In 1991, Professor Bill Eskridge published a landmark empirical study showing that Congress frequently overrode the Supreme Court’s statutory interpretation decisions.  Eskridge’s findings, which surprised almost everyone at the time, support the now well-accepted conclusion that the Court and Congress are in constant dialogue with each other, meaning that neither institution can claim the last word on statutory meaning.

Then, in 2013, Professor Richard Hasen updated Eskridge’s study and found that over the last two decades “the number of Congressional overrides has fallen off a cliff.”  Hasen’s study revealed that between 2001-12, Congress managed to override only 2.8 cases per cycle, far fewer than Eskridge’s findings of an average of twelve overrides in every two-year congressional cycle between 1975-1990.  In his article, as well in a SCOTUSblog post describing his findings, Hasen speculated that the “dialogue” between the Court and Congress may be coming to an end.

Not so fast, says Eskridge.  Eskridge and his co-author, Matthew Christiansen, have published a new empirical study of congressional overrides in which they take issue with some of Hasen’s data and conclude that reports of the Court-Congress dialogue’s death may have been greatly exaggerated.

Contrary to Hasen, Christiansen and Eskridge found that the 1990s were the “golden age” of overrides, in which an “unprecedented explosion of statutes reset[] statutory policy in important ways.”  Their different empirical findings are due to a difference in methodology.  Hasen used congressional committee reports to identify overrides, which was the same source Eskridge used in his original 1991 study; Christiansen and Eskridge also relied on these reports, but supplemented their data with Westlaw research.  Using these sources, Christiansen and Eskridge found that the 102nd through the 105th Congresses (1991-1999) overrode eighty-six Supreme Court decisions, averaging more than twenty per Congress, and that many of these overrides were on major questions of public policy.  Hasen responds that he chose to examine legislation in which Congress consciously chose to override the Court, not legislation in which Congress inadvertently did so, which is why he only discussed overrides that were specifically referenced in committee reports.

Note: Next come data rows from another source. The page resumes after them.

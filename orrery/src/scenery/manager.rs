use std::cell::RefCell;
use std::rc::Rc;

use super::SceneError;
use super::model::{SceneModel, load_model};
use super::scene::{LookAt, SceneCatalog, SceneInfo, SceneLocation};
use crate::job::{JobCoordinator, JobError, JobEvent, JobId, Progress};
use crate::trace::{error, info, warn};

pub const MSG_LOADING: &str = "Loading scene. Please be patient!";
pub const MSG_LOADED: &str = "Scene successfully loaded";
pub const MSG_LOAD_FAILED: &str = "Could not load scene, please check log for error messages!";
pub const MSG_SCENE_INFO_FAILED: &str =
    "Could not load scene info, please check log for error messages!";
pub const MSG_LOAD_FIRST: &str = "Please load a scene first!";

/// Observer placement taken from the last loaded scene.
#[derive(Debug, Clone, Copy, PartialEq, Default)]
pub struct ObserverPose {
    pub location: Option<SceneLocation>,
    pub look_at: Option<LookAt>,
}

/// Control-thread state touched by the finalize step and the observer.
#[derive(Debug, Default)]
struct SceneryState {
    current: Option<(SceneInfo, SceneModel)>,
    landscape: Option<String>,
    pose: ObserverPose,
    enabled: bool,
    message: Option<String>,
    progress: Option<Progress>,
}

/// Loads scenes in the background and keeps the current one.
///
/// All methods are for the control thread. Call [`update`](Self::update)
/// once per iteration of the control loop.
pub struct SceneryManager {
    catalog: SceneCatalog,
    jobs: JobCoordinator<SceneInfo, SceneModel>,
    state: Rc<RefCell<SceneryState>>,
    default_scene_id: Option<String>,
}

impl SceneryManager {
    pub fn new(catalog: SceneCatalog) -> Self {
        let state = Rc::new(RefCell::new(SceneryState::default()));

        let installed = Rc::clone(&state);
        let mut jobs = JobCoordinator::new(load_model).with_finalizer(
            move |scene: &SceneInfo, model: &mut SceneModel| -> Result<(), JobError> {
                let mut state = installed.borrow_mut();
                state.landscape.clone_from(&scene.landscape);
                state.pose = ObserverPose {
                    location: scene.location,
                    look_at: scene.look_at,
                };
                state.current = Some((scene.clone(), model.clone()));
                Ok(())
            },
        );

        let observed = Rc::clone(&state);
        jobs.observe(move |event: &JobEvent<'_, SceneInfo, SceneModel>| {
            let mut state = observed.borrow_mut();
            match event {
                JobEvent::Started { .. } => {
                    state.message = Some(MSG_LOADING.to_string());
                    state.progress = None;
                }
                JobEvent::Progress { progress, .. } => {
                    state.progress = Some((*progress).clone());
                }
                JobEvent::Succeeded { request, .. } => {
                    info!(scene = %request.id, "scene successfully loaded");
                    state.message = Some(MSG_LOADED.to_string());
                    state.progress = None;
                    state.enabled = true;
                }
                JobEvent::Failed { request, error, .. } => {
                    state.progress = None;
                    if error.is_cancelled() {
                        state.message = None;
                    } else {
                        error!(scene = %request.id, %error, "could not load scene");
                        state.message = Some(MSG_LOAD_FAILED.to_string());
                    }
                }
            }
        });

        Self {
            catalog,
            jobs,
            state,
            default_scene_id: None,
        }
    }

    #[must_use]
    pub const fn catalog(&self) -> &SceneCatalog {
        &self.catalog
    }

    /// Starts loading `scene`, cancelling a load in progress.
    pub fn load_scene(&mut self, scene: SceneInfo) -> JobId {
        info!(scene = %scene.id, name = %scene.name, "loading scene");
        self.jobs.submit(scene)
    }

    /// # Errors
    ///
    /// The scene description could not be read. The status message is set.
    pub fn load_by_id(&mut self, id: &str) -> Result<JobId, SceneError> {
        match self.catalog.load_by_id(id) {
            Ok(scene) => Ok(self.load_scene(scene)),
            Err(e) => {
                error!(id, error = %e, "could not load scene info");
                self.show_message(MSG_SCENE_INFO_FAILED);
                Err(e)
            }
        }
    }

    /// # Errors
    ///
    /// No scene carries that name, or its description is unreadable.
    pub fn load_by_name(&mut self, name: &str) -> Result<JobId, SceneError> {
        let id = match self.catalog.id_from_name(name) {
            Ok(id) => id,
            Err(e) => {
                warn!(name, error = %e, "scene name lookup failed");
                self.show_message(&format!("Could not find scene ID for {name}"));
                return Err(e);
            }
        };
        self.load_by_id(&id)
    }

    pub fn set_default_scene_id(&mut self, id: impl Into<String>) {
        self.default_scene_id = Some(id.into());
    }

    #[must_use]
    pub fn default_scene_id(&self) -> Option<&str> {
        self.default_scene_id.as_deref()
    }

    /// Shows or hides the scene.
    ///
    /// Enabling with nothing loaded starts loading the default scene, and
    /// the scene is shown once that load succeeds. Without a default the
    /// scene stays hidden and the user is asked to load one. Returns whether
    /// the scene is shown now.
    pub fn set_enabled(&mut self, enabled: bool) -> bool {
        if !enabled {
            self.state.borrow_mut().enabled = false;
            return false;
        }
        if self.state.borrow().current.is_some() {
            self.state.borrow_mut().enabled = true;
            return true;
        }
        match self.default_scene_id.clone() {
            Some(id) => {
                if !self.jobs.is_busy() {
                    // failures already set the status message
                    let _ = self.load_by_id(&id);
                }
            }
            None => self.show_message(MSG_LOAD_FIRST),
        }
        false
    }

    #[must_use]
    pub fn is_enabled(&self) -> bool {
        self.state.borrow().enabled
    }

    #[must_use]
    pub fn is_loading(&self) -> bool {
        self.jobs.is_busy()
    }

    /// Scene being loaded right now.
    #[must_use]
    pub fn loading_scene(&self) -> Option<&SceneInfo> {
        self.jobs.active_request()
    }

    #[must_use]
    pub fn current_scene(&self) -> Option<SceneInfo> {
        self.state.borrow().current.as_ref().map(|(scene, _)| scene.clone())
    }

    #[must_use]
    pub fn current_model(&self) -> Option<SceneModel> {
        self.state.borrow().current.as_ref().map(|(_, model)| model.clone())
    }

    /// Landscape requested by the current scene.
    #[must_use]
    pub fn landscape(&self) -> Option<String> {
        self.state.borrow().landscape.clone()
    }

    #[must_use]
    pub fn observer_pose(&self) -> ObserverPose {
        self.state.borrow().pose
    }

    /// User-facing status line.
    #[must_use]
    pub fn message(&self) -> Option<String> {
        self.state.borrow().message.clone()
    }

    pub fn clear_message(&mut self) {
        self.state.borrow_mut().message = None;
    }

    #[must_use]
    pub fn progress(&self) -> Option<Progress> {
        self.state.borrow().progress.clone()
    }

    /// Delivers progress and completion of the background load. Returns
    /// `true` if a load finished.
    pub fn update(&mut self) -> bool {
        self.jobs.poll()
    }

    /// Aborts the load in progress and waits for the worker to exit.
    pub fn cancel_loading(&mut self) -> bool {
        self.jobs.cancel()
    }

    /// Blocks until the load in progress completes.
    pub fn wait(&mut self) -> bool {
        self.jobs.wait()
    }

    fn show_message(&self, message: &str) {
        self.state.borrow_mut().message = Some(message.to_string());
    }
}

#[cfg(test)]
mod tests {
    use super::*;
    use std::fs;
    use std::path::Path;

    fn write_scene(root: &Path, id: &str, name: &str, model: Option<&str>) {
        let dir = root.join(id);
        fs::create_dir_all(&dir).unwrap();
        fs::write(
            dir.join("scene.toml"),
            format!(
                "name = \"{name}\"\nlandscape = \"{id}\"\nmodel_file = \"model.obj\"\n\
                 [location]\nlatitude = 47.0\nlongitude = 15.4\n"
            ),
        )
        .unwrap();
        if let Some(model) = model {
            fs::write(dir.join("model.obj"), model).unwrap();
        }
    }

    #[test]
    fn loads_scene_and_installs_it() {
        let root = tempfile::tempdir().unwrap();
        write_scene(root.path(), "garden", "Garden", Some("v 0 0 0\nv 1 0 0\nv 0 1 0\nf 1 2 3\n"));
        let mut scenery = SceneryManager::new(SceneCatalog::new(root.path()));

        scenery.load_by_id("garden").unwrap();
        assert_eq!(scenery.message().as_deref(), Some(MSG_LOADING));
        assert!(scenery.wait());

        assert_eq!(scenery.message().as_deref(), Some(MSG_LOADED));
        assert_eq!(scenery.current_scene().unwrap().id, "garden");
        assert_eq!(scenery.current_model().unwrap().faces, 1);
        assert_eq!(scenery.landscape().as_deref(), Some("garden"));
        assert_eq!(scenery.observer_pose().location.unwrap().latitude, 47.0);
        assert!(scenery.is_enabled());
    }

    #[test]
    fn missing_model_reports_failure() {
        let root = tempfile::tempdir().unwrap();
        write_scene(root.path(), "empty", "Empty", None);
        let mut scenery = SceneryManager::new(SceneCatalog::new(root.path()));

        scenery.load_by_id("empty").unwrap();
        scenery.wait();
        assert_eq!(scenery.message().as_deref(), Some(MSG_LOAD_FAILED));
        assert!(scenery.current_scene().is_none());
        assert!(!scenery.is_enabled());
    }

    #[test]
    fn unknown_scene_messages() {
        let root = tempfile::tempdir().unwrap();
        let mut scenery = SceneryManager::new(SceneCatalog::new(root.path()));

        assert!(scenery.load_by_id("nowhere").is_err());
        assert_eq!(scenery.message().as_deref(), Some(MSG_SCENE_INFO_FAILED));

        assert!(scenery.load_by_name("Atlantis").is_err());
        assert_eq!(
            scenery.message().as_deref(),
            Some("Could not find scene ID for Atlantis")
        );
        assert!(!scenery.is_loading());
    }

    #[test]
    fn enabling_without_scene() {
        let root = tempfile::tempdir().unwrap();
        write_scene(root.path(), "garden", "Garden", Some("v 0 0 0\n"));
        let mut scenery = SceneryManager::new(SceneCatalog::new(root.path()));

        assert!(!scenery.set_enabled(true));
        assert_eq!(scenery.message().as_deref(), Some(MSG_LOAD_FIRST));
        assert!(!scenery.is_loading());

        scenery.set_default_scene_id("garden");
        assert!(!scenery.set_enabled(true));
        assert!(scenery.is_loading());
        scenery.wait();
        assert!(scenery.is_enabled());

        assert!(!scenery.set_enabled(false));
        assert!(scenery.set_enabled(true));
    }
}
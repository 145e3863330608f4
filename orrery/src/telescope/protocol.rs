//! Telescope server wire protocol.
//!
//! # Wire Format
//!
//! Little-endian, every message starts with its total length and a type:
//!
//! ```text
//! ┌────────┬─────────┬──────────────┬─────────┬─────────┬───────────┐
//! │ Len(2) │ Type(2) │ Time µs (8)  │ RA (4)  │ Dec (4) │ Status(4) │
//! └────────┴─────────┴──────────────┴─────────┴─────────┴───────────┘
//! ```
//!
//! - Goto (client → server): type 0, 20 bytes, no status.
//! - Current position (server → client): type 0, 24 bytes.
//!
//! RA maps `[0h, 24h)` onto the full `u32` range. Dec maps `[-90°, 90°]`
//! onto `[-2^30, 2^30]`. Messages of any other type are skipped using their
//! length field.

use std::f64::consts::PI;

use thiserror::Error;

use super::direction::Direction;

pub const MSG_GOTO: u16 = 0;
pub const MSG_POSITION: u16 = 0;
pub const GOTO_LEN: u16 = 20;
pub const POSITION_LEN: u16 = 24;

/// Smallest legal message: length plus type.
const HEADER_LEN: usize = 4;
/// Largest message a server may send before the stream is considered corrupt.
pub const MAX_MESSAGE_LEN: usize = 120;

/// Radians per wire unit for both angles.
const ANGLE_SCALE: f64 = PI / 2_147_483_648.0;

/// Errors during protocol decode.
#[derive(Debug, Error, PartialEq, Eq)]
pub enum ProtocolError {
    #[error("buffer too small: need {need} bytes, have {have}")]
    BufferTooSmall { need: usize, have: usize },
    #[error("invalid message length {len} for type {kind}")]
    InvalidLength { kind: u16, len: u16 },
}

/// Goto command sent to the telescope server.
#[derive(Debug, Clone, Copy, PartialEq, Eq)]
pub struct GotoFrame {
    pub time_us: i64,
    pub ra: u32,
    pub dec: i32,
}

impl GotoFrame {
    #[must_use]
    pub fn new(time_us: i64, target: &Direction) -> Self {
        let (ra, dec) = encode_angles(target);
        Self { time_us, ra, dec }
    }

    /// Appends the encoded frame to `buf`.
    pub fn encode(&self, buf: &mut Vec<u8>) {
        let mut w = FrameWriter::new(buf);
        w.put_u16(GOTO_LEN);
        w.put_u16(MSG_GOTO);
        w.put_i64(self.time_us);
        w.put_u32(self.ra);
        w.put_i32(self.dec);
    }

    /// Decodes a goto frame; the server side of the protocol.
    ///
    /// # Errors
    ///
    /// Short buffers and wrong length fields.
    pub fn decode(buf: &[u8]) -> Result<Self, ProtocolError> {
        let mut r = FrameReader::new(buf);
        let len = r.take_u16()?;
        let kind = r.take_u16()?;
        if kind != MSG_GOTO || len != GOTO_LEN {
            return Err(ProtocolError::InvalidLength { kind, len });
        }
        Ok(Self {
            time_us: r.take_i64()?,
            ra: r.take_u32()?,
            dec: r.take_i32()?,
        })
    }

    #[must_use]
    pub fn direction(&self) -> Direction {
        decode_angles(self.ra, self.dec)
    }
}

/// Current pointing reported by the telescope server.
#[derive(Debug, Clone, Copy, PartialEq, Eq)]
pub struct PositionFrame {
    pub time_us: i64,
    pub ra: u32,
    pub dec: i32,
    /// Zero means OK; anything else is a server-specific error code.
    pub status: i32,
}

impl PositionFrame {
    #[must_use]
    pub fn new(time_us: i64, pointing: &Direction, status: i32) -> Self {
        let (ra, dec) = encode_angles(pointing);
        Self {
            time_us,
            ra,
            dec,
            status,
        }
    }

    /// Appends the encoded frame to `buf`. Used by test servers.
    pub fn encode(&self, buf: &mut Vec<u8>) {
        let mut w = FrameWriter::new(buf);
        w.put_u16(POSITION_LEN);
        w.put_u16(MSG_POSITION);
        w.put_i64(self.time_us);
        w.put_u32(self.ra);
        w.put_i32(self.dec);
        w.put_i32(self.status);
    }

    #[must_use]
    pub fn direction(&self) -> Direction {
        decode_angles(self.ra, self.dec)
    }
}

fn encode_angles(d: &Direction) -> (u32, i32) {
    let (ra, dec) = d.ra_dec();
    // ra is in [0, 2π); 2π itself wraps to 0
    let ra = ((ra / ANGLE_SCALE).round() as u64 & 0xFFFF_FFFF) as u32;
    let dec = (dec / ANGLE_SCALE).round() as i32;
    (ra, dec)
}

fn decode_angles(ra: u32, dec: i32) -> Direction {
    Direction::from_ra_dec(f64::from(ra) * ANGLE_SCALE, f64::from(dec) * ANGLE_SCALE)
}

/// Reassembles server messages from arbitrary read boundaries.
#[derive(Debug, Default)]
pub struct StreamDecoder {
    buf: Vec<u8>,
    skipped: u64,
}

impl StreamDecoder {
    pub fn extend(&mut self, bytes: &[u8]) {
        self.buf.extend_from_slice(bytes);
    }

    /// Bytes held back waiting for the rest of a message.
    #[must_use]
    pub fn buffered(&self) -> usize {
        self.buf.len()
    }

    /// Count of well-formed messages of unknown type dropped so far.
    #[must_use]
    pub const fn skipped(&self) -> u64 {
        self.skipped
    }

    /// Next complete position message, `Ok(None)` when more bytes are needed.
    ///
    /// # Errors
    ///
    /// [`ProtocolError::InvalidLength`] when the length field cannot be
    /// right. The stream cannot be resynchronized after that.
    pub fn next_frame(&mut self) -> Result<Option<PositionFrame>, ProtocolError> {
        loop {
            if self.buf.len() < HEADER_LEN {
                return Ok(None);
            }
            let mut r = FrameReader::new(&self.buf);
            let len = r.take_u16()?;
            let kind = r.take_u16()?;
            let size = usize::from(len);
            if !(HEADER_LEN..=MAX_MESSAGE_LEN).contains(&size) {
                return Err(ProtocolError::InvalidLength { kind, len });
            }
            if self.buf.len() < size {
                return Ok(None);
            }

            if kind != MSG_POSITION {
                self.buf.drain(..size);
                self.skipped += 1;
                continue;
            }
            if len < POSITION_LEN {
                return Err(ProtocolError::InvalidLength { kind, len });
            }
            let frame = PositionFrame {
                time_us: r.take_i64()?,
                ra: r.take_u32()?,
                dec: r.take_i32()?,
                status: r.take_i32()?,
            };
            // longer position messages carry fields we do not read
            self.buf.drain(..size);
            return Ok(Some(frame));
        }
    }
}

/// Appending writer for protocol frames.
struct FrameWriter<'a> {
    buf: &'a mut Vec<u8>,
}

impl<'a> FrameWriter<'a> {
    fn new(buf: &'a mut Vec<u8>) -> Self {
        Self { buf }
    }

    fn put_u16(&mut self, v: u16) {
        self.buf.extend_from_slice(&v.to_le_bytes());
    }

    fn put_u32(&mut self, v: u32) {
        self.buf.extend_from_slice(&v.to_le_bytes());
    }

    fn put_i32(&mut self, v: i32) {
        self.buf.extend_from_slice(&v.to_le_bytes());
    }

    fn put_i64(&mut self, v: i64) {
        self.buf.extend_from_slice(&v.to_le_bytes());
    }
}

/// Reader for decoding protocol frames.
struct FrameReader<'a> {
    buf: &'a [u8],
    cursor: usize,
}

impl<'a> FrameReader<'a> {
    const fn new(buf: &'a [u8]) -> Self {
        Self { buf, cursor: 0 }
    }

    fn take<const N: usize>(&mut self) -> Result<[u8; N], ProtocolError> {
        let have = self.buf.len() - self.cursor;
        if have < N {
            return Err(ProtocolError::BufferTooSmall { need: N, have });
        }
        let mut arr = [0u8; N];
        arr.copy_from_slice(&self.buf[self.cursor..self.cursor + N]);
        self.cursor += N;
        Ok(arr)
    }

    fn take_u16(&mut self) -> Result<u16, ProtocolError> {
        self.take().map(u16::from_le_bytes)
    }

    fn take_u32(&mut self) -> Result<u32, ProtocolError> {
        self.take().map(u32::from_le_bytes)
    }

    fn take_i32(&mut self) -> Result<i32, ProtocolError> {
        self.take().map(i32::from_le_bytes)
    }

    fn take_i64(&mut self) -> Result<i64, ProtocolError> {
        self.take().map(i64::from_le_bytes)
    }
}

#[cfg(test)]
mod tests {
    use super::*;

    fn position_bytes(frame: &PositionFrame) -> Vec<u8> {
        let mut buf = Vec::new();
        frame.encode(&mut buf);
        buf
    }

    #[test]
    fn goto_layout() {
        let frame = GotoFrame {
            time_us: 0x0102_0304_0506_0708,
            ra: 0x8000_0000,
            dec: -0x4000_0000,
        };
        let mut buf = Vec::new();
        frame.encode(&mut buf);
        assert_eq!(buf.len(), usize::from(GOTO_LEN));
        assert_eq!(&buf[0..2], &[20, 0]);
        assert_eq!(&buf[2..4], &[0, 0]);
        assert_eq!(&buf[4..12], &[8, 7, 6, 5, 4, 3, 2, 1]);
        assert_eq!(&buf[12..16], &[0, 0, 0, 0x80]);
        assert_eq!(&buf[16..20], &(-0x4000_0000i32).to_le_bytes());
        assert_eq!(GotoFrame::decode(&buf).unwrap(), frame);
    }

    #[test]
    fn angle_scaling() {
        let (ra, dec) = encode_angles(&Direction::from_hours_degrees(12.0, 45.0));
        assert_eq!(ra, 0x8000_0000);
        assert_eq!(dec, 0x2000_0000);

        let (ra, dec) = encode_angles(&Direction::from_hours_degrees(6.0, -45.0));
        assert_eq!(ra, 0x4000_0000);
        assert_eq!(dec, -0x2000_0000);

        let (_, dec) = encode_angles(&Direction::from_hours_degrees(0.0, 90.0));
        assert_eq!(dec, 0x4000_0000);

        let (ra, _) = encode_angles(&Direction::from_hours_degrees(0.0, 0.0));
        assert_eq!(ra, 0);
    }

    #[test]
    fn decodes_across_split_reads() {
        let frame = PositionFrame::new(42, &Direction::from_hours_degrees(5.5, -5.4), 0);
        let bytes = position_bytes(&frame);

        let mut decoder = StreamDecoder::default();
        decoder.extend(&bytes[..3]);
        assert_eq!(decoder.next_frame().unwrap(), None);
        decoder.extend(&bytes[3..17]);
        assert_eq!(decoder.next_frame().unwrap(), None);
        decoder.extend(&bytes[17..]);
        assert_eq!(decoder.next_frame().unwrap(), Some(frame));
        assert_eq!(decoder.buffered(), 0);
    }

    #[test]
    fn skips_unknown_types() {
        let frame = PositionFrame::new(7, &Direction::from_hours_degrees(1.0, 2.0), 0);
        let mut bytes = vec![6, 0, 9, 0, 0xAA, 0xBB];
        bytes.extend(position_bytes(&frame));

        let mut decoder = StreamDecoder::default();
        decoder.extend(&bytes);
        assert_eq!(decoder.next_frame().unwrap(), Some(frame));
        assert_eq!(decoder.skipped(), 1);
        assert_eq!(decoder.next_frame().unwrap(), None);
    }

    #[test]
    fn rejects_impossible_lengths() {
        let mut decoder = StreamDecoder::default();
        decoder.extend(&[2, 0, 0, 0]);
        assert_eq!(
            decoder.next_frame(),
            Err(ProtocolError::InvalidLength { kind: 0, len: 2 })
        );

        let mut decoder = StreamDecoder::default();
        decoder.extend(&[20, 0, 0, 0]);
        decoder.extend(&[0; 16]);
        assert_eq!(
            decoder.next_frame(),
            Err(ProtocolError::InvalidLength { kind: 0, len: 20 })
        );
    }

    #[test]
    fn longer_position_message_is_accepted() {
        let frame = PositionFrame::new(1, &Direction::from_hours_degrees(3.0, 3.0), 0);
        let mut bytes = position_bytes(&frame);
        bytes[0] = 28;
        bytes.extend([0xEE; 4]);

        let mut decoder = StreamDecoder::default();
        decoder.extend(&bytes);
        assert_eq!(decoder.next_frame().unwrap(), Some(frame));
        assert_eq!(decoder.buffered(), 0);
    }
}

In any case, the dispute over the number of overrides in the 1990s may not ultimately be that important, since Christiansen and Eskridge agree with Hasen that overrides have declined significantly since 1998.  Christiansen and Eskridge also agree with Hasen that the downturn is likely the result of partisan polarization in Congress, though they view it as a short-term phenomenon that is unlikely to last for much longer.  They write that “countervailing pressures from interest groups, agencies, and the states ought to press Congress to update aging superstatutes, with the result being a resurgence of overrides” in the future.  Thus, their most significant disagreement with Hasen is whether the recent decline of congressional overrides suggests a permanent shift in the relationship between the Court and Congress, or merely a temporary disruption of an ongoing dialogue between the branches.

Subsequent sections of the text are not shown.